I suspect that one of the reasons why women shy away from money and finance is that it’s full of jargon. But jargon is really just a way that people talk to each other in shortcuts.
Consider how many expressions are obvious to a fierce girl who hangs out on Instagram, but impenetrable to others. Thirsty. Slay. Bae. Lit. Squadgoals. Go read these words to your dad and he won’t know what they (really) mean.
But I bet he can sure AF tell you what compound interest is. And that is why you are poor and he is rich. (Well, richer than you. Probably).
So, anyway, my point is, you too can crack the finance jargon code, with a little coaching. Here are some words that I wish someone had explained to me earlier in life.
Compound interest. This is when you earn interest on top of interest – or as I like to say, free money on top of free money. If I start with $100 and get 10% interest (haha not in this economy, but the maths is easier this way), then I have $110. But the next time I get interest, it’s 10% of a greater amount ($110). So now I have $121. So I got $11 of free money, instead of $10.
Over time, the free money builds on top of more free money. This is where time is really on your side, and why you should start saving as early as possible. Check it out with this easy, free calculator.
Capital growth. This is when the value of something you own increases over time, without you having to do much at all. We see it most often when you buy a house for say, $500K, then in ten years, it’s worth $750K. And all you have done is sit back and live in it. Maybe install some new blinds, or whatever.
If you lived in it, that house didn’t give you any income. It just increased in value, so all it gave you was capital growth. If you bought it and rented it out, you would also get rental income, which boosts the return on your investment.
When you buy shares, you expect them to increase in value too. If you’d bought Commonwealth Bank shares ten years ago, they were about $45 a pop; now they are worth $75. And this isn’t the only money you made on them – you also got income (aka dividends). Read on for that one.
Income / Returns / Dividends / Yield – These are all similar words to describe the money you get from an investment beyond its capital growth. If it’s money in the bank, you get interest. If it’s shares, you get dividends (hopefully – they aren’t obliged to pay them). If it’s a property, you get rental payments. If it’s bonds, you get coupon payments. The list goes on.
The basic thing about income is that it’s a thank you.
- ‘Thanks for depositing your money with us so that we can lend it to other people’.
- ‘Thanks for buying our shares, here’s some money we made this year, since you’re an owner of the company’.
- ‘Thanks for letting us live in your sweet crib, here’s some money for it’.
Total Return – I know, you guessed it, that’s when you add capital growth and income together. Any successful investment will have either capital growth, or income, or both. And it will have a level of risk – the less risk, the less money you make (in general).

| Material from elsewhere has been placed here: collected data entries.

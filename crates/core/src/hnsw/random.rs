//! Injected randomness for layer assignment.
//!
//! Insertion only needs one uniform draw per item, so the source is a single-method
//! trait. Tests can supply a fixed sequence to pin exact graph shapes.

use rand::rngs::StdRng;
use rand::{Rng, SeedableRng};

/// A source of uniform floats in `[0, 1)`.
pub trait RandomSource {
    fn next_uniform(&mut self) -> f64;
}

/// [`RandomSource`] backed by `rand`'s `StdRng`.
#[derive(Debug, Clone)]
pub struct SeededRandom {
    rng: StdRng,
}

impl SeededRandom {
    /// Reproducible stream for a given seed.
    pub fn from_seed(seed: u64) -> Self {
        Self {
            rng: StdRng::seed_from_u64(seed),
        }
    }

    pub fn from_entropy() -> Self {
        Self {
            rng: StdRng::from_entropy(),
        }
    }
}

impl RandomSource for SeededRandom {
    fn next_uniform(&mut self) -> f64 {
        self.rng.gen::<f64>()
    }
}

/// Draws a layer: `floor(-ln(1 - u) · mL)` with `mL = 1 / ln(m)`, clamped to `max_layers - 1`.
///
/// `u` is in `[0, 1)`, so `1 - u` is in `(0, 1]` and the logarithm is finite.
pub fn random_level(source: &mut dyn RandomSource, m: usize, max_layers: usize) -> usize {
    let ml = 1.0 / (m as f64).ln();
    let u = source.next_uniform().clamp(0.0, 1.0);
    let level = (-(1.0 - u).ln() * ml).floor();
    let cap = max_layers.saturating_sub(1);
    if level.is_finite() && level >= 0.0 {
        (level as usize).min(cap)
    } else {
        cap
    }
}
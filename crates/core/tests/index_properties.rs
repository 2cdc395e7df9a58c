use rand::rngs::StdRng;
use rand::{Rng, SeedableRng};
use smallworld_core::hnsw::DistanceCacheKind;
use smallworld_core::vector_ops::{almost_equal, normalized};
use smallworld_core::{
    Distance, DistanceMetric, HnswConfig, HnswError, HnswIndex, IndexState, NeighbourHeuristic,
    SeededRandom,
};
use std::collections::HashSet;
use std::panic::{catch_unwind, AssertUnwindSafe};
use std::sync::atomic::{AtomicUsize, Ordering};
use std::sync::Arc;

fn unit_vectors(n: usize, dim: usize, seed: u64) -> Vec<Vec<f32>> {
    let mut rng = StdRng::seed_from_u64(seed);
    (0..n)
        .map(|_| {
            let v: Vec<f32> = (0..dim).map(|_| rng.gen::<f32>()).collect();
            normalized(&v)
        })
        .collect()
}

fn build(items: &[Vec<f32>], config: HnswConfig, seed: u64) -> HnswIndex {
    let mut index = HnswIndex::new(items[0].len(), DistanceMetric::CosineUnit, config)
        .expect("valid config");
    index
        .add_items(items, &mut SeededRandom::from_seed(seed))
        .expect("build");
    index
}

fn exact_top_k(items: &[Vec<f32>], query: &[f32], k: usize) -> Vec<u32> {
    let mut scored: Vec<(f32, u32)> = items
        .iter()
        .enumerate()
        .map(|(i, v)| (DistanceMetric::CosineUnit.distance(query, v), i as u32))
        .collect();
    scored.sort_by(|a, b| a.0.total_cmp(&b.0).then(a.1.cmp(&b.1)));
    scored.into_iter().take(k).map(|(_, id)| id).collect()
}

fn recall(index: &HnswIndex, items: &[Vec<f32>], queries: &[u32], k: usize, ef: usize) -> f64 {
    let mut total = 0.0;
    for &q in queries {
        let query = &items[q as usize];
        let truth: HashSet<u32> = exact_top_k(items, query, k).into_iter().collect();
        let found = index.k_nearest_with_ef(query, k, ef).expect("query");
        let hits = found.iter().filter(|n| truth.contains(&n.id)).count();
        total += hits as f64 / k as f64;
    }
    total / queries.len() as f64
}

#[test]
fn test_concrete_scenario_200_by_16() {
    let items = unit_vectors(200, 16, 42);
    let index = build(&items, HnswConfig::new(8, 40), 42);

    let result = index.k_nearest_to_item(0, 10).expect("query");
    assert_eq!(result.len(), 10);
    assert_eq!(result[0].id, 0);
    let score = index.distance().similarity(result[0].distance);
    assert!(
        almost_equal(score as f64, 1.0, 1e-5),
        "self similarity should be 1.0, got {score}"
    );

    let queries: Vec<u32> = (0..20).collect();
    let r = recall(&index, &items, &queries, 10, 10);
    assert!(r >= 0.9, "recall@10 = {r}");
}

#[test]
fn test_results_sorted_and_bounded() {
    let items = unit_vectors(150, 8, 1);
    let index = build(&items, HnswConfig::new(6, 32), 1);
    let query = normalized(&[0.3, 0.1, 0.9, 0.2, 0.4, 0.4, 0.8, 0.0]);
    for k in [1, 5, 20, 400] {
        let found = index.k_nearest(&query, k).expect("query");
        if k <= 20 {
            assert_eq!(found.len(), k);
        } else {
            assert!(found.len() <= items.len());
        }
        for pair in found.windows(2) {
            assert!(pair[0].distance <= pair[1].distance);
        }
        let distinct: HashSet<u32> = found.iter().map(|n| n.id).collect();
        assert_eq!(distinct.len(), found.len());
    }
}

/// With the default beam (`ef = k`), a k=1 query is a greedy walk on layer 0 and can
/// stop at a local minimum next to the item. Wider `k` or an explicit beam closes the gap.
#[test]
fn test_every_item_finds_itself() {
    let items = unit_vectors(200, 16, 42);
    let index = build(&items, HnswConfig::new(8, 40), 42);
    assert_eq!(index.config().ef_search, 0);

    let misses = |k: usize| {
        (0..items.len() as u32)
            .filter(|&id| {
                let found = index.k_nearest_to_item(id, k).expect("query");
                !found.iter().any(|n| n.id == id)
            })
            .count()
    };
    let greedy = misses(1);
    let wide = misses(10);
    assert!(greedy <= items.len() / 10, "{greedy} items missed themselves at k=1");
    assert!(wide <= 2, "{wide} items missed themselves at k=10");

    for id in 0..items.len() as u32 {
        let found = index.k_nearest_with_ef(&items[id as usize], 1, 64).expect("query");
        assert_eq!(found[0].id, id, "item {id} not its own nearest neighbor at ef=64");
    }
}

#[test]
fn test_graph_invariants_for_every_policy() {
    let items = unit_vectors(250, 10, 3);
    for heuristic in [NeighbourHeuristic::Simple, NeighbourHeuristic::Heuristic] {
        for expand in [false, true] {
            for keep_pruned in [false, true] {
                let config = HnswConfig {
                    neighbour_heuristic: heuristic,
                    expand_best_selection: expand,
                    keep_pruned_connections: keep_pruned,
                    ..HnswConfig::new(5, 24)
                };
                let index = build(&items, config.clone(), 3);
                let ep = index.entry_point().expect("entry point");
                let max_layer = index.max_layer().expect("max layer");
                for id in 0..index.len() as u32 {
                    let top = index.node_layer(id).expect("node");
                    assert!(top <= max_layer);
                    for layer in 0..=top {
                        let list = index.neighbors(id, layer).expect("node");
                        assert!(
                            list.len() <= config.capacity(layer),
                            "{heuristic:?}/{expand}/{keep_pruned}: node {id} layer {layer} has {}",
                            list.len()
                        );
                        let distinct: HashSet<&u32> = list.iter().collect();
                        assert_eq!(distinct.len(), list.len());
                        assert!(!list.contains(&id));
                        for &n in list {
                            assert!(index.node_layer(n).expect("neighbor") >= layer);
                        }
                    }
                }
                assert_eq!(index.node_layer(ep).expect("entry"), max_layer);
                assert!(recall(&index, &items, &[0, 10, 20, 30], 5, 50) > 0.5);
            }
        }
    }
}

#[test]
fn test_cache_strategy_does_not_change_graph() {
    let items = unit_vectors(180, 8, 5);
    let base = HnswConfig::new(6, 30);
    let dense = build(
        &items,
        HnswConfig {
            distance_cache: DistanceCacheKind::Dense,
            ..base.clone()
        },
        5,
    );
    let hashed = build(
        &items,
        HnswConfig {
            distance_cache: DistanceCacheKind::Hashed,
            initial_distance_cache_size: 4,
            ..base.clone()
        },
        5,
    );
    let uncached = build(
        &items,
        HnswConfig {
            enable_distance_cache: false,
            ..base
        },
        5,
    );
    assert_eq!(dense.core().topology(), hashed.core().topology());
    assert_eq!(dense.core().topology(), uncached.core().topology());
    assert!(dense.distance_cache_hit_rate().expect("cache") > 0.0);
    assert!(uncached.distance_cache_hit_rate().is_none());
}

#[test]
fn test_incremental_batches() {
    let items = unit_vectors(120, 8, 6);
    let mut index =
        HnswIndex::new(8, DistanceMetric::CosineUnit, HnswConfig::new(6, 40)).expect("config");
    let mut rng = SeededRandom::from_seed(6);
    assert_eq!(index.add_items(&items[..50], &mut rng).expect("batch"), 0..50);
    assert_eq!(index.add_items(&items[50..], &mut rng).expect("batch"), 50..120);
    assert_eq!(index.len(), 120);
    assert_eq!(index.state(), IndexState::Ready);
    let r = recall(&index, &items, &[0, 60, 119], 5, 40);
    assert!(r >= 0.8, "recall after incremental build = {r}");
}

#[test]
fn test_recall_grows_with_construction_and_query_beam() {
    let items = unit_vectors(400, 16, 21);
    let queries: Vec<u32> = (0..40).map(|i| i * 10).collect();
    let seeds = [1u64, 2, 3, 4];

    let mut by_construction = Vec::new();
    for ef_construction in [8, 32, 128] {
        let mean: f64 = seeds
            .iter()
            .map(|&s| {
                let index = build(&items, HnswConfig::new(4, ef_construction), s);
                recall(&index, &items, &queries, 10, 10)
            })
            .sum::<f64>()
            / seeds.len() as f64;
        by_construction.push(mean);
    }
    for pair in by_construction.windows(2) {
        assert!(pair[1] + 0.03 >= pair[0], "{by_construction:?}");
    }

    let index = build(&items, HnswConfig::new(4, 32), 7);
    let by_beam: Vec<f64> = [10, 20, 40, 80]
        .iter()
        .map(|&ef| recall(&index, &items, &queries, 10, ef))
        .collect();
    for pair in by_beam.windows(2) {
        assert!(pair[1] + 0.02 >= pair[0], "{by_beam:?}");
    }
}

#[test]
fn test_empty_graph_queries() {
    let index =
        HnswIndex::new(4, DistanceMetric::Cosine, HnswConfig::default()).expect("config");
    for k in [0, 1, 10, 1000] {
        assert!(index.k_nearest(&[0.1, 0.2, 0.3, 0.4], k).expect("query").is_empty());
    }
    assert!(matches!(
        index.k_nearest_to_item(0, 1),
        Err(HnswError::NodeOutOfRange { .. })
    ));
}

#[test]
fn test_query_dimension_mismatch() {
    let items = unit_vectors(10, 4, 2);
    let index = build(&items, HnswConfig::new(4, 10), 2);
    assert!(matches!(
        index.k_nearest(&[1.0, 0.0], 3),
        Err(HnswError::DimensionMismatch {
            expected: 4,
            actual: 2
        })
    ));
}

#[test]
fn test_concurrent_queries_match_sequential() {
    let items = unit_vectors(500, 16, 8);
    let index = Arc::new(build(&items, HnswConfig::new(8, 64), 8));
    let expected: Vec<_> = (0..40u32)
        .map(|q| index.k_nearest(&items[q as usize], 10).expect("query"))
        .collect();

    let items = Arc::new(items);
    let handles: Vec<_> = (0..4)
        .map(|_| {
            let index = Arc::clone(&index);
            let items = Arc::clone(&items);
            std::thread::spawn(move || {
                (0..40u32)
                    .map(|q| index.k_nearest(&items[q as usize], 10).expect("query"))
                    .collect::<Vec<_>>()
            })
        })
        .collect();
    for handle in handles {
        assert_eq!(handle.join().expect("thread"), expected);
    }
}

#[test]
fn test_panicking_distance_leaves_index_unusable() {
    let calls = AtomicUsize::new(0);
    let flaky = move |a: &[f32], b: &[f32]| -> f32 {
        if calls.fetch_add(1, Ordering::Relaxed) > 200 {
            panic!("distance backend failed");
        }
        DistanceMetric::Euclidean.distance(a, b)
    };
    let items = unit_vectors(100, 4, 4);
    let mut index = HnswIndex::new(4, flaky, HnswConfig::new(4, 16)).expect("config");
    let outcome = catch_unwind(AssertUnwindSafe(|| {
        index.add_items(&items, &mut SeededRandom::from_seed(4))
    }));
    assert!(outcome.is_err());
    assert_eq!(index.state(), IndexState::Building);
    assert!(matches!(
        index.k_nearest(&items[0], 1),
        Err(HnswError::IncompleteBuild)
    ));
    let mut sink = Vec::new();
    assert!(matches!(
        index.serialize(&mut sink),
        Err(HnswError::IncompleteBuild)
    ));
}

#[test]
fn test_custom_closure_distance() {
    let manhattan = |a: &[f32], b: &[f32]| -> f32 { a.iter().zip(b).map(|(x, y)| (x - y).abs()).sum() };
    let items: Vec<Vec<f32>> = (0..64).map(|i| vec![(i % 8) as f32, (i / 8) as f32]).collect();
    let mut index = HnswIndex::new(2, manhattan, HnswConfig::new(4, 32)).expect("config");
    index
        .add_items(&items, &mut SeededRandom::from_seed(12))
        .expect("build");
    let found = index.k_nearest_with_ef(&[3.0, 4.0], 1, 32).expect("query");
    assert_eq!(found[0].id, 35);
    assert_eq!(found[0].distance, 0.0);
}
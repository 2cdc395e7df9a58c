//! The HNSW index: owns the graph, its configuration, and the build state.

use crate::config;
use crate::error::{HnswError, Result};
use crate::hnsw::distance::{Distance, DistanceMetric};
use crate::hnsw::graph::{GraphCore, HnswConfig};
use serde::{Deserialize, Serialize};
use std::collections::VecDeque;
use std::fmt::Write as _;

/// Lifecycle of an index.
///
/// `Building` is only observable after a batch was interrupted (cancellation or a
/// panic inside the distance function); such an index refuses further use.
#[derive(Debug, Clone, Copy, PartialEq, Eq)]
pub enum IndexState {
    Empty,
    Building,
    Ready,
}

/// A search hit: item id and its distance to the query.
#[derive(Debug, Clone, Copy, PartialEq, Serialize, Deserialize)]
pub struct Neighbor {
    pub id: u32,
    pub distance: f32,
}

/// Hierarchical Navigable Small World graph over fixed-dimension `f32` vectors.
///
/// Queries take `&self` and may run concurrently; insertion takes `&mut self`.
#[derive(Debug)]
pub struct HnswIndex<D = DistanceMetric> {
    pub(crate) config: HnswConfig,
    pub(crate) distance: D,
    pub(crate) core: GraphCore,
    pub(crate) entry_point: Option<u32>,
    pub(crate) state: IndexState,
    /// Set on indexes rebuilt from storage; they answer queries but take no inserts.
    pub(crate) read_only: bool,
}

impl<D: Distance> HnswIndex<D> {
    pub fn new(dimension: usize, distance: D, config: HnswConfig) -> Result<Self> {
        if dimension == 0 || dimension > config::MAX_DIMENSION {
            return Err(HnswError::InvalidDimension(dimension));
        }
        config.validate()?;
        Ok(Self {
            config,
            distance,
            core: GraphCore::new(dimension),
            entry_point: None,
            state: IndexState::Empty,
            read_only: false,
        })
    }

    /// A read-only index over a decoded graph.
    pub(crate) fn from_core(
        config: HnswConfig,
        distance: D,
        core: GraphCore,
        entry_point: Option<u32>,
    ) -> Self {
        let state = if core.is_empty() {
            IndexState::Empty
        } else {
            IndexState::Ready
        };
        Self {
            config,
            distance,
            core,
            entry_point,
            state,
            read_only: true,
        }
    }

    pub fn config(&self) -> &HnswConfig {
        &self.config
    }

    pub fn distance(&self) -> &D {
        &self.distance
    }

    pub fn dimension(&self) -> usize {
        self.core.items().dimension()
    }

    pub fn len(&self) -> usize {
        self.core.len()
    }

    pub fn is_empty(&self) -> bool {
        self.core.is_empty()
    }

    pub fn state(&self) -> IndexState {
        self.state
    }

    /// `true` for an index loaded from storage.
    pub fn is_read_only(&self) -> bool {
        self.read_only
    }

    pub fn entry_point(&self) -> Option<u32> {
        self.entry_point
    }

    pub fn core(&self) -> &GraphCore {
        &self.core
    }

    /// Fraction of construction-time distance lookups served from the cache, if one exists.
    pub fn distance_cache_hit_rate(&self) -> Option<f64> {
        self.core.cache.as_ref().map(|cache| cache.hit_rate())
    }

    /// Top layer of the entry point, or `None` for an empty graph.
    pub fn max_layer(&self) -> Option<usize> {
        self.entry_point.map(|ep| self.core.topology().layer(ep))
    }

    pub(crate) fn ensure_usable(&self) -> Result<()> {
        if self.state == IndexState::Building {
            return Err(HnswError::IncompleteBuild);
        }
        Ok(())
    }

    fn check_id(&self, id: u32) -> Result<()> {
        if id as usize >= self.len() {
            return Err(HnswError::NodeOutOfRange {
                id,
                count: self.len(),
            });
        }
        Ok(())
    }

    /// The stored vector of item `id`.
    pub fn item(&self, id: u32) -> Result<&[f32]> {
        self.check_id(id)?;
        Ok(self.core.items().get(id))
    }

    /// Top layer of node `id`.
    pub fn node_layer(&self, id: u32) -> Result<usize> {
        self.check_id(id)?;
        Ok(self.core.topology().layer(id))
    }

    /// Neighbors of node `id` on `layer` (empty above the node's top layer).
    pub fn neighbors(&self, id: u32, layer: usize) -> Result<&[u32]> {
        self.check_id(id)?;
        Ok(self.core.topology().neighbors(id, layer))
    }

    /// Human-readable dump of the graph: per layer, a breadth-first walk from the
    /// entry point listing every reached node and its neighbors.
    pub fn dump(&self) -> String {
        let mut out = String::new();
        let Some(entry) = self.entry_point else {
            out.push_str("empty graph\n");
            return out;
        };
        let topology = self.core.topology();
        let top = topology.layer(entry);
        let _ = writeln!(
            out,
            "nodes={} dimension={} entry={} max_layer={}",
            self.len(),
            self.dimension(),
            entry,
            top
        );

        for layer in (0..=top).rev() {
            let mut seen = vec![false; self.len()];
            let mut queue = VecDeque::from([entry]);
            seen[entry as usize] = true;
            while let Some(node) = queue.pop_front() {
                let neighbors = topology.neighbors(node, layer);
                let mut sorted = neighbors.to_vec();
                sorted.sort_unstable();
                let _ = writeln!(
                    out,
                    "L{layer} ({node} : {} / {}) -> {sorted:?}",
                    neighbors.len(),
                    self.config.capacity(layer)
                );
                for &n in neighbors {
                    if !std::mem::replace(&mut seen[n as usize], true) {
                        queue.push_back(n);
                    }
                }
            }
        }
        out
    }
}
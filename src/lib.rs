//! # smallworld
//!
//! Benchmark harness for the [`smallworld_core`] HNSW index: exact and heap-based
//! baselines, an HNSW-backed ranker, recall evaluation, and dataset helpers.
//!
//! ## Architecture
//!
//! ```text
//! dataset (random / raw file) → Ranker { Exact, Heap, Hnsw }
//!                             → run_seeds (rayon pool) → evaluate (recall, wrong scores)
//! HnswRanker: load <name>.gf + .vec, or build in batches and save both
//! ```

/// Error type for harness operations.
pub mod error;
/// Synthetic vectors, normalization, raw vector files, and the bincode vector sidecar.
pub mod dataset;
/// Recall and score-agreement evaluation, and the recall-driven `k` sweep.
pub mod eval;
/// HNSW-backed ranker: model files and batch building.
pub mod hnsw_ranker;
/// Build progress reporting through `tracing`.
pub mod progress;
/// The `Ranker` trait, exact baselines, and parallel seed runs.
pub mod ranker;
/// Single-writer/many-reader wrapper around an index.
pub mod shared;

pub use error::{BenchError, Result};
pub use eval::{evaluate, find_k_for_recall, Evaluation, RecallSweep};
pub use hnsw_ranker::HnswRanker;
pub use progress::LogProgress;
pub use ranker::{run_seeds, ExactRanker, HeapRanker, RankRun, Ranker, Scored};
pub use shared::SharedIndex;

And within that basic equation is a myriad of investment options.
Below are some examples of how this works, but bear in mind they are illustrative only. Like choosing the perfect pair of shoes, it all depends on the quality of your research, knowledge, experience – and luck.
- Money in the bank – No capital growth, some income, low risk: The dollar you put in today is still one dollar in five years. The bank has paid you interest, but unless you added more, the underlying amount is the same. But you know you will get that dollar back.
- Investment property – Good capital growth, some income, lowish risk – a well-chosen place will increase in value, your tenants will pay rent, and if you end up needing to get out, you can probably sell it and make your money back (big ‘if’ there – depends on timing, location etc).
- Shares – Good capital growth, maybe good income, higher risk – Now there are hundreds of shares on the Australian Stock Exchange, and like men, there are fucking losers and total keepers. Also like men, it’s really hard to tell which one’s which at times. Some are bets on the future (I can change him!) and some are boring and reliable – they never lose you money but they never really grow either.
Diversification – We all do this, every day, in our most beloved investment portfolio: our wardrobes. Just like you wouldn’t have a whole cupboard full of work clothes then have nothing comfy to wear, you ideally shouldn’t put all of your money into one type of investment.
Overall, you want some exposure to different investments, because as we saw above, they all behave differently at different times. Shares go up and down more than property, but you can sell them at any time if you need the cash. An investment property is much less ‘liquid’ (i.e. harder to turn into cash) but it doesn’t have the crazy ups and downs of the sharemarket. So you balance it out with a bit of each one.
Asset allocation – Sounds fancy right? It just means how much money you put into each type of investment. Sometimes you go ‘overweight’ in one type of investment (for me, that’s activewear) or underweight (ballet flats – God they’re dull).
Your super fund has probably allocated about 70% of your money to ‘growth’ assets like shares and property, and 30% to ‘defensive’ assets like bonds and cash. Ultimately, it all balances out depending on what’s going on in the markets and the economy.
Have more questions? Google it! Haha. You can also ask me. I’ll either know or ask someone who does (because I hang out with some of this country’s nerdiest/richest financey people). And I can assure you that if I told any of them I had #squadgoals, they would have no fucking idea.